DanceClub,
por fuera no transmite nada, es por eso que quiero comentar cómo es por dentro,
ya que tuve la oportunidad de conocerlo.
Era una noche en la que la atmósfera ensanchaba el espíritu del
niño interior que llevamos, encargándose de dominar el cuerpo completo. Una
música envolvente viraba entre nuestros límites, y también provocaba remolinos
en los rincones queriendo trascender de DanceClub.
Nos enfrentaban unas luces que disparaban sus ases como armas
químicas que en lugar de matarnos se incorporaban a la diversión que
experimentábamos con la melodía. Algunos rayos chocaban contra objetos
reflectivos multiplicando láseres por doquier. Vomitábamos una convulsión de hiperactivas emociones a
través de las carcajadas. Los temblores se manifestaban en silencio porque los
movimientos de nuestros cuerpos equilibraban el ruido, corrigiendo los ciclos
de su frecuencia.
En un contexto como ese, en el que se asemejaba a la entrada
de un banquete, las imágenes se transformaron el plato principal.

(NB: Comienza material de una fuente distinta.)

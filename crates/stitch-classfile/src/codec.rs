//! Class encoding and decoding utilities
//!
//! Little-endian reader/writer pair used by every structure in the class
//! format. All length-prefixed values use a u32 prefix.

use thiserror::Error;

/// Errors that can occur while decoding class bytes
#[derive(Debug, Error)]
pub enum DecodeError {
    /// Unexpected end of the byte stream
    #[error("Unexpected end of class data at offset {0}")]
    UnexpectedEnd(usize),

    /// Invalid UTF-8 string
    #[error("Invalid UTF-8 string at offset {0}")]
    InvalidUtf8(usize),

    /// Invalid opcode
    #[error("Invalid opcode {0:#04x} at offset {1}")]
    InvalidOpcode(u8, usize),
}

/// Writer for encoding class structures into a binary buffer
pub struct ClassWriter {
    pub(crate) buffer: Vec<u8>,
}

impl ClassWriter {
    /// Create a new empty writer
    pub fn new() -> Self {
        Self { buffer: Vec::new() }
    }

    /// Current offset (length of emitted bytes)
    pub fn offset(&self) -> usize {
        self.buffer.len()
    }

    /// Consume the writer and return the encoded bytes
    pub fn into_bytes(self) -> Vec<u8> {
        self.buffer
    }

    /// Emit a raw byte
    pub fn emit_u8(&mut self, value: u8) {
        self.buffer.push(value);
    }

    /// Emit a 16-bit unsigned integer (little-endian)
    pub fn emit_u16(&mut self, value: u16) {
        self.buffer.extend_from_slice(&value.to_le_bytes());
    }

    /// Emit a 32-bit unsigned integer (little-endian)
    pub fn emit_u32(&mut self, value: u32) {
        self.buffer.extend_from_slice(&value.to_le_bytes());
    }

    /// Emit a 64-bit signed integer (little-endian)
    pub fn emit_i64(&mut self, value: i64) {
        self.buffer.extend_from_slice(&value.to_le_bytes());
    }

    /// Emit a length-prefixed UTF-8 string
    pub fn emit_str(&mut self, value: &str) {
        self.emit_u32(value.len() as u32);
        self.buffer.extend_from_slice(value.as_bytes());
    }

    /// Emit raw bytes without a length prefix
    pub fn emit_raw(&mut self, bytes: &[u8]) {
        self.buffer.extend_from_slice(bytes);
    }

    /// Overwrite a previously emitted u32 at the given offset
    pub fn patch_u32(&mut self, offset: usize, value: u32) {
        self.buffer[offset..offset + 4].copy_from_slice(&value.to_le_bytes());
    }
}

impl Default for ClassWriter {
    fn default() -> Self {
        Self::new()
    }
}

/// Reader for decoding class structures from a binary buffer
pub struct ClassReader<'a> {
    buffer: &'a [u8],
    position: usize,
}

impl<'a> ClassReader<'a> {
    /// Create a new reader over the given bytes
    pub fn new(buffer: &'a [u8]) -> Self {
        Self {
            buffer,
            position: 0,
        }
    }

    /// Current position in the buffer
    pub fn position(&self) -> usize {
        self.position
    }

    /// Whether there are more bytes to read
    pub fn has_more(&self) -> bool {
        self.position < self.buffer.len()
    }

    /// Read a single byte
    pub fn read_u8(&mut self) -> Result<u8, DecodeError> {
        if self.position >= self.buffer.len() {
            return Err(DecodeError::UnexpectedEnd(self.position));
        }
        let value = self.buffer[self.position];
        self.position += 1;
        Ok(value)
    }

    /// Read a 16-bit unsigned integer (little-endian)
    pub fn read_u16(&mut self) -> Result<u16, DecodeError> {
        let bytes = self.read_array::<2>()?;
        Ok(u16::from_le_bytes(bytes))
    }

    /// Read a 32-bit unsigned integer (little-endian)
    pub fn read_u32(&mut self) -> Result<u32, DecodeError> {
        let bytes = self.read_array::<4>()?;
        Ok(u32::from_le_bytes(bytes))
    }

    /// Read a 64-bit signed integer (little-endian)
    pub fn read_i64(&mut self) -> Result<i64, DecodeError> {
        let bytes = self.read_array::<8>()?;
        Ok(i64::from_le_bytes(bytes))
    }

    /// Read a fixed number of bytes
    pub fn read_bytes(&mut self, count: usize) -> Result<Vec<u8>, DecodeError> {
        if self.position + count > self.buffer.len() {
            return Err(DecodeError::UnexpectedEnd(self.position));
        }
        let bytes = self.buffer[self.position..self.position + count].to_vec();
        self.position += count;
        Ok(bytes)
    }

    /// Read a length-prefixed UTF-8 string
    pub fn read_string(&mut self) -> Result<String, DecodeError> {
        let start = self.position;
        let len = self.read_u32()? as usize;
        let bytes = self.read_bytes(len)?;
        String::from_utf8(bytes).map_err(|_| DecodeError::InvalidUtf8(start))
    }

    fn read_array<const N: usize>(&mut self) -> Result<[u8; N], DecodeError> {
        if self.position + N > self.buffer.len() {
            return Err(DecodeError::UnexpectedEnd(self.position));
        }
        let mut bytes = [0u8; N];
        bytes.copy_from_slice(&self.buffer[self.position..self.position + N]);
        self.position += N;
        Ok(bytes)
    }
}

#[cfg(test)]
mod tests {
    use super::*;

    #[test]
    fn test_write_read_scalars() {
        let mut writer = ClassWriter::new();
        writer.emit_u8(0xAB);
        writer.emit_u16(0x1234);
        writer.emit_u32(0xDEADBEEF);
        writer.emit_i64(-42);
        writer.emit_str("hello");

        let bytes = writer.into_bytes();
        let mut reader = ClassReader::new(&bytes);
        assert_eq!(reader.read_u8().unwrap(), 0xAB);
        assert_eq!(reader.read_u16().unwrap(), 0x1234);
        assert_eq!(reader.read_u32().unwrap(), 0xDEADBEEF);
        assert_eq!(reader.read_i64().unwrap(), -42);
        assert_eq!(reader.read_string().unwrap(), "hello");
        assert!(!reader.has_more());
    }

    #[test]
    fn test_truncated_read_fails() {
        let mut writer = ClassWriter::new();
        writer.emit_u32(7);
        let bytes = writer.into_bytes();

        let mut reader = ClassReader::new(&bytes[..2]);
        assert!(matches!(
            reader.read_u32(),
            Err(DecodeError::UnexpectedEnd(_))
        ));
    }

    #[test]
    fn test_invalid_utf8_string() {
        let mut writer = ClassWriter::new();
        writer.emit_u32(2);
        writer.emit_raw(&[0xFF, 0xFE]);
        let bytes = writer.into_bytes();

        let mut reader = ClassReader::new(&bytes);
        assert!(matches!(
            reader.read_string(),
            Err(DecodeError::InvalidUtf8(0))
        ));
    }

    #[test]
    fn test_patch_u32() {
        let mut writer = ClassWriter::new();
        let offset = writer.offset();
        writer.emit_u32(0);
        writer.emit_u8(1);
        writer.patch_u32(offset, 99);

        let bytes = writer.into_bytes();
        let mut reader = ClassReader::new(&bytes);
        assert_eq!(reader.read_u32().unwrap(), 99);
    }
}
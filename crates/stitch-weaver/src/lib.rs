//! Annotation-driven class transformation for managed-runtime hosts.
//!
//! Bundles of transformation modules are compiled at registration, proven
//! against each loading-context they meet, and composed into candidate
//! classes as the host loads them. The weaving path never fails: a class
//! that cannot be safely rewritten loads untouched, and a module whose
//! structural assumptions do not hold in a context is dropped there.
//!
//! The host drives everything through a [`WeaveManager`]:
//!
//! ```no_run
//! use stitch_weaver::{BundleConfig, ClassSource, LoaderId, WeaveManager};
//!
//! # fn load(source: &dyn ClassSource, bodies: &[Vec<u8>], candidate: &[u8]) {
//! let manager = WeaveManager::new();
//! manager
//!     .register(BundleConfig::builder("probes").build(), bodies)
//!     .unwrap();
//!
//! // inside the host's load hook:
//! match manager.weave(source, LoaderId::BOOTSTRAP, candidate, None) {
//!     Some(rewritten) => { /* define the rewritten class */ }
//!     None => { /* define the candidate untouched */ }
//! }
//! # }
//! ```

#![warn(missing_docs)]
#![warn(rust_2018_idioms)]

pub mod archive;
pub mod bundle;
pub mod error;
pub mod listener;
mod lru;
pub mod manager;
pub mod matcher;
pub mod module;
pub mod reference;
pub mod structure;
pub mod validate;
pub mod violation;
pub mod weave;

pub use bundle::{BundleConfig, BundleConfigBuilder, TransformationBundle};
pub use error::{ArchiveError, BundleError};
pub use listener::{LifecycleListener, LogListener};
pub use lru::MAX_TRACKED_CONTEXTS;
pub use manager::WeaveManager;
pub use matcher::{CandidateProfile, HostAnnotations};
pub use module::{Selector, TransformationModule};
pub use structure::{ClassSource, LoaderId};
pub use validate::{Outcome, ValidationResult};
pub use violation::{MemberDesc, ViolationKind, WeaveViolation};
pub use weave::{AppliedModule, WeaveOutcome};
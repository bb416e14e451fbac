//! Instruction set for method bodies
//!
//! Method code is a flat stream of instructions. Every instruction starts
//! with a single opcode byte; operands follow inline (length-prefixed
//! strings for symbolic references).

use crate::codec::{ClassReader, ClassWriter, DecodeError};

/// Instruction opcode bytes
#[repr(u8)]
#[derive(Debug, Clone, Copy, PartialEq, Eq, Hash)]
pub enum Opcode {
    /// Push a string constant (operand: str)
    Const = 0x01,
    /// Load an argument onto the stack (operand: u16 index)
    LoadArg = 0x02,
    /// Read a field (operands: owner, name, descriptor)
    GetField = 0x03,
    /// Write a field (operands: owner, name, descriptor)
    PutField = 0x04,
    /// Invoke a method (operands: owner, name, descriptor)
    Invoke = 0x05,
    /// Concatenate the two top stack values
    Concat = 0x06,
    /// Pop the top stack value
    Pop = 0x07,
    /// Return the top stack value
    Return = 0x08,
}

impl Opcode {
    /// Convert a raw byte to an opcode
    pub fn from_u8(byte: u8) -> Option<Self> {
        match byte {
            0x01 => Some(Opcode::Const),
            0x02 => Some(Opcode::LoadArg),
            0x03 => Some(Opcode::GetField),
            0x04 => Some(Opcode::PutField),
            0x05 => Some(Opcode::Invoke),
            0x06 => Some(Opcode::Concat),
            0x07 => Some(Opcode::Pop),
            0x08 => Some(Opcode::Return),
            _ => None,
        }
    }

    /// Convert the opcode to its byte value
    pub fn to_u8(self) -> u8 {
        self as u8
    }
}

/// A single decoded instruction
#[derive(Debug, Clone, PartialEq, Eq)]
pub enum Insn {
    /// Push a string constant
    Const(String),
    /// Load the n-th argument
    LoadArg(u16),
    /// Read a field from `owner`
    GetField {
        /// Internal name of the owning class
        owner: String,
        /// Field name
        name: String,
        /// Field descriptor
        descriptor: String,
    },
    /// Write a field on `owner`
    PutField {
        /// Internal name of the owning class
        owner: String,
        /// Field name
        name: String,
        /// Field descriptor
        descriptor: String,
    },
    /// Invoke a method on `owner`
    Invoke {
        /// Internal name of the owning class
        owner: String,
        /// Method name
        name: String,
        /// Method descriptor
        descriptor: String,
    },
    /// Concatenate the two top stack values
    Concat,
    /// Pop the top stack value
    Pop,
    /// Return the top stack value
    Return,
}

impl Insn {
    /// Encode the instruction into the writer
    pub fn encode(&self, writer: &mut ClassWriter) {
        match self {
            Insn::Const(value) => {
                writer.emit_u8(Opcode::Const.to_u8());
                writer.emit_str(value);
            }
            Insn::LoadArg(index) => {
                writer.emit_u8(Opcode::LoadArg.to_u8());
                writer.emit_u16(*index);
            }
            Insn::GetField {
                owner,
                name,
                descriptor,
            } => {
                writer.emit_u8(Opcode::GetField.to_u8());
                encode_member(writer, owner, name, descriptor);
            }
            Insn::PutField {
                owner,
                name,
                descriptor,
            } => {
                writer.emit_u8(Opcode::PutField.to_u8());
                encode_member(writer, owner, name, descriptor);
            }
            Insn::Invoke {
                owner,
                name,
                descriptor,
            } => {
                writer.emit_u8(Opcode::Invoke.to_u8());
                encode_member(writer, owner, name, descriptor);
            }
            Insn::Concat => writer.emit_u8(Opcode::Concat.to_u8()),
            Insn::Pop => writer.emit_u8(Opcode::Pop.to_u8()),
            Insn::Return => writer.emit_u8(Opcode::Return.to_u8()),
        }
    }

    /// Decode a single instruction from the reader
    pub fn decode(reader: &mut ClassReader<'_>) -> Result<Self, DecodeError> {
        let offset = reader.position();
        let byte = reader.read_u8()?;
        let opcode = Opcode::from_u8(byte).ok_or(DecodeError::InvalidOpcode(byte, offset))?;
        match opcode {
            Opcode::Const => Ok(Insn::Const(reader.read_string()?)),
            Opcode::LoadArg => Ok(Insn::LoadArg(reader.read_u16()?)),
            Opcode::GetField => {
                let (owner, name, descriptor) = decode_member(reader)?;
                Ok(Insn::GetField {
                    owner,
                    name,
                    descriptor,
                })
            }
            Opcode::PutField => {
                let (owner, name, descriptor) = decode_member(reader)?;
                Ok(Insn::PutField {
                    owner,
                    name,
                    descriptor,
                })
            }
            Opcode::Invoke => {
                let (owner, name, descriptor) = decode_member(reader)?;
                Ok(Insn::Invoke {
                    owner,
                    name,
                    descriptor,
                })
            }
            Opcode::Concat => Ok(Insn::Concat),
            Opcode::Pop => Ok(Insn::Pop),
            Opcode::Return => Ok(Insn::Return),
        }
    }
}

fn encode_member(writer: &mut ClassWriter, owner: &str, name: &str, descriptor: &str) {
    writer.emit_str(owner);
    writer.emit_str(name);
    writer.emit_str(descriptor);
}

fn decode_member(reader: &mut ClassReader<'_>) -> Result<(String, String, String), DecodeError> {
    let owner = reader.read_string()?;
    let name = reader.read_string()?;
    let descriptor = reader.read_string()?;
    Ok((owner, name, descriptor))
}

#[cfg(test)]
mod tests {
    use super::*;

    #[test]
    fn test_opcode_byte_roundtrip() {
        for opcode in [
            Opcode::Const,
            Opcode::LoadArg,
            Opcode::GetField,
            Opcode::PutField,
            Opcode::Invoke,
            Opcode::Concat,
            Opcode::Pop,
            Opcode::Return,
        ] {
            assert_eq!(Opcode::from_u8(opcode.to_u8()), Some(opcode));
        }
        assert_eq!(Opcode::from_u8(0x00), None);
        assert_eq!(Opcode::from_u8(0xFF), None);
    }

    #[test]
    fn test_insn_roundtrip() {
        let insns = vec![
            Insn::Const("marker".to_string()),
            Insn::LoadArg(2),
            Insn::Invoke {
                owner: "app/Service".to_string(),
                name: "handle".to_string(),
                descriptor: "()S".to_string(),
            },
            Insn::GetField {
                owner: "app/Service".to_string(),
                name: "state".to_string(),
                descriptor: "S".to_string(),
            },
            Insn::Concat,
            Insn::Return,
        ];

        let mut writer = ClassWriter::new();
        for insn in &insns {
            insn.encode(&mut writer);
        }

        let bytes = writer.into_bytes();
        let mut reader = ClassReader::new(&bytes);
        let mut decoded = Vec::new();
        while reader.has_more() {
            decoded.push(Insn::decode(&mut reader).unwrap());
        }
        assert_eq!(decoded, insns);
    }

    #[test]
    fn test_invalid_opcode() {
        let bytes = [0x7Fu8];
        let mut reader = ClassReader::new(&bytes);
        assert!(matches!(
            Insn::decode(&mut reader),
            Err(DecodeError::InvalidOpcode(0x7F, 0))
        ));
    }
}
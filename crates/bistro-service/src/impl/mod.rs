//! Meal service implementations.
//!
//! Trait definitions live in the parent module (`meal_service.rs`).

pub mod meal_service_impl;

pub use meal_service_impl::{MealServiceComponent, MealServiceComponentParameters};
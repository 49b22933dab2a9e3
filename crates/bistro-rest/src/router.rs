//! Main application router.

use crate::{
    controllers::{health_controller, meal_controller},
    middleware::logging_middleware,
    openapi::ApiDoc,
    state::AppState,
};
use bistro_config::ServerConfig;
use axum::{extract::DefaultBodyLimit, http::HeaderValue, middleware, routing::get, Router};
use tower_http::{
    compression::CompressionLayer,
    cors::{Any, CorsLayer},
    timeout::TimeoutLayer,
    trace::TraceLayer,
};
use tracing::info;
use utoipa::OpenApi;
use utoipa_swagger_ui::SwaggerUi;

/// Creates the main application router.
pub fn create_router(state: AppState, server_config: &ServerConfig) -> Router {
    let cors = create_cors_layer(server_config);

    let api_router = Router::new().nest("/meals", meal_controller::router());

    let router = Router::new()
        // Health endpoints
        .merge(health_controller::router())
        // API v1
        .nest("/api/v1", api_router)
        .with_state(state)
        // Swagger UI and OpenAPI spec
        .merge(SwaggerUi::new("/swagger-ui").url("/api-docs/openapi.json", ApiDoc::openapi()))
        // Root endpoint
        .route("/", get(root))
        // Add middleware layers
        .layer(DefaultBodyLimit::max(server_config.max_body_size))
        .layer(TimeoutLayer::new(server_config.request_timeout()))
        .layer(CompressionLayer::new())
        .layer(cors)
        .layer(TraceLayer::new_for_http())
        .layer(middleware::from_fn(logging_middleware));

    info!("Router created with REST endpoints and Swagger UI at /swagger-ui");
    router
}

/// Creates a CORS layer based on server configuration.
fn create_cors_layer(server_config: &ServerConfig) -> CorsLayer {
    if !server_config.cors_enabled {
        return CorsLayer::new();
    }

    if server_config.cors_origins.iter().any(|o| o == "*") {
        return CorsLayer::permissive();
    }

    let origins: Vec<HeaderValue> = server_config
        .cors_origins
        .iter()
        .filter_map(|origin| origin.parse().ok())
        .collect();

    CorsLayer::new()
        .allow_origin(origins)
        .allow_methods(Any)
        .allow_headers(Any)
}

/// Root endpoint handler.
async fn root() -> &'static str {
    "Bistro API v1"
}
//! # Bistro Repository
//!
//! Persistent store for meals.
//!
//! ```text
//! Service
//!   ↓  Arc<dyn MealRepository>        (domain interface)
//! MySqlMealRepository                 (SQLx queries)
//!   ↓  Arc<dyn DatabasePoolInterface>
//! MySQL
//! ```

pub mod mysql;
pub mod pool;
pub mod traits;

pub use mysql::*;
pub use pool::*;
pub use traits::*;
//! Repository trait definitions.

use bistro_core::{BistroResult, Interface, Meal, MealChanges, MealId, NewMeal};
use async_trait::async_trait;

/// Meal repository trait.
///
/// This is the durable source of truth for meals. The cache layer only ever
/// holds derived copies of what these methods return.
#[async_trait]
pub trait MealRepository: Interface + Send + Sync {
    /// Finds a meal by ID, optionally loading ratings, comments and order lines.
    async fn find_by_id(&self, id: MealId, with_associations: bool) -> BistroResult<Option<Meal>>;

    /// Lists every meal with its ratings loaded.
    async fn find_all_with_ratings(&self) -> BistroResult<Vec<Meal>>;

    /// Saves a new meal and returns it with its assigned ID.
    async fn save(&self, meal: &NewMeal) -> BistroResult<Meal>;

    /// Applies a partial update and returns the committed meal with its
    /// associations.
    ///
    /// Returns `NotFound` if the meal does not exist.
    async fn update(&self, id: MealId, changes: &MealChanges) -> BistroResult<Meal>;

    /// Deletes a meal by ID.
    ///
    /// Returns `true` if a row was deleted.
    async fn delete(&self, id: MealId) -> BistroResult<bool>;

    /// Counts all meals.
    async fn count(&self) -> BistroResult<u64>;
}
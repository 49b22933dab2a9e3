//! # Bistro Server Library
//!
//! Dependency injection wiring and startup helpers for the Bistro server.

pub mod di;
pub mod startup;
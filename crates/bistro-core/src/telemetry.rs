//! Logging bootstrap.
//!
//! Installs a `tracing` subscriber whose filter comes from `RUST_LOG` when
//! set, falling back to the configured level.

use crate::BistroResult;
#[cfg(feature = "telemetry")]
use crate::BistroError;
#[cfg(feature = "telemetry")]
use tracing_subscriber::{layer::SubscriberExt, util::SubscriberInitExt, EnvFilter};

/// Output format of the log subscriber.
#[derive(Debug, Clone, Copy, PartialEq, Eq)]
pub enum LogFormat {
    /// Human-readable multi-field lines.
    Pretty,
    /// One JSON object per event.
    Json,
}

impl LogFormat {
    /// Parses a format name, defaulting to [`LogFormat::Pretty`].
    #[must_use]
    pub fn from_name(name: &str) -> Self {
        if name.eq_ignore_ascii_case("json") {
            Self::Json
        } else {
            Self::Pretty
        }
    }
}

/// Builds the default filter directive for a log level.
#[must_use]
pub fn default_directive(level: &str) -> String {
    format!("{level},bistro=debug,tower_http=debug")
}

/// Initializes the global subscriber.
#[cfg(feature = "telemetry")]
pub fn init_logging(level: &str, format: LogFormat) -> BistroResult<()> {
    let filter = EnvFilter::try_from_default_env()
        .unwrap_or_else(|_| EnvFilter::new(default_directive(level)));

    let registry = tracing_subscriber::registry().with(filter);
    let result = match format {
        LogFormat::Pretty => registry
            .with(tracing_subscriber::fmt::layer().with_target(true))
            .try_init(),
        LogFormat::Json => registry
            .with(tracing_subscriber::fmt::layer().json().with_current_span(false))
            .try_init(),
    };

    result.map_err(|e| BistroError::internal(format!("Failed to install log subscriber: {}", e)))
}

/// Placeholder for when the telemetry feature is disabled.
#[cfg(not(feature = "telemetry"))]
pub fn init_logging(_level: &str, _format: LogFormat) -> BistroResult<()> {
    Ok(())
}
//! HTTP middleware.

mod logging;

pub use logging::*;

Y nuestras
pulsiones se extendían formando lazos y nudos queriendo inmortalizarlas.
La existencia
misma quedaba perdida ante el poder absoluto del espectáculo. La estética del
escenario, al ser tan atrapante, forjaba una nueva apariencia dispuesta a renovar
nuestros deseos. Poco a poco nos alejábamos de lo que llamamos libertad, para
entrar en estado de DanceClub.
Nos comportamos como el olor que persigue al vaho podrido de
la manzana del torturante génesis. Las imágenes terminaban siendo los patrones
de las copias que se proyectaban en nuestras mentes.
Esencialmente,
nos sentíamos un resultado, por las formas de relacionarnos con las imágenes,
el escenario atrapándonos como la succión a un bebé hambriento, y otras
acciones que desplazaban al DanceClub de una noche cualquiera.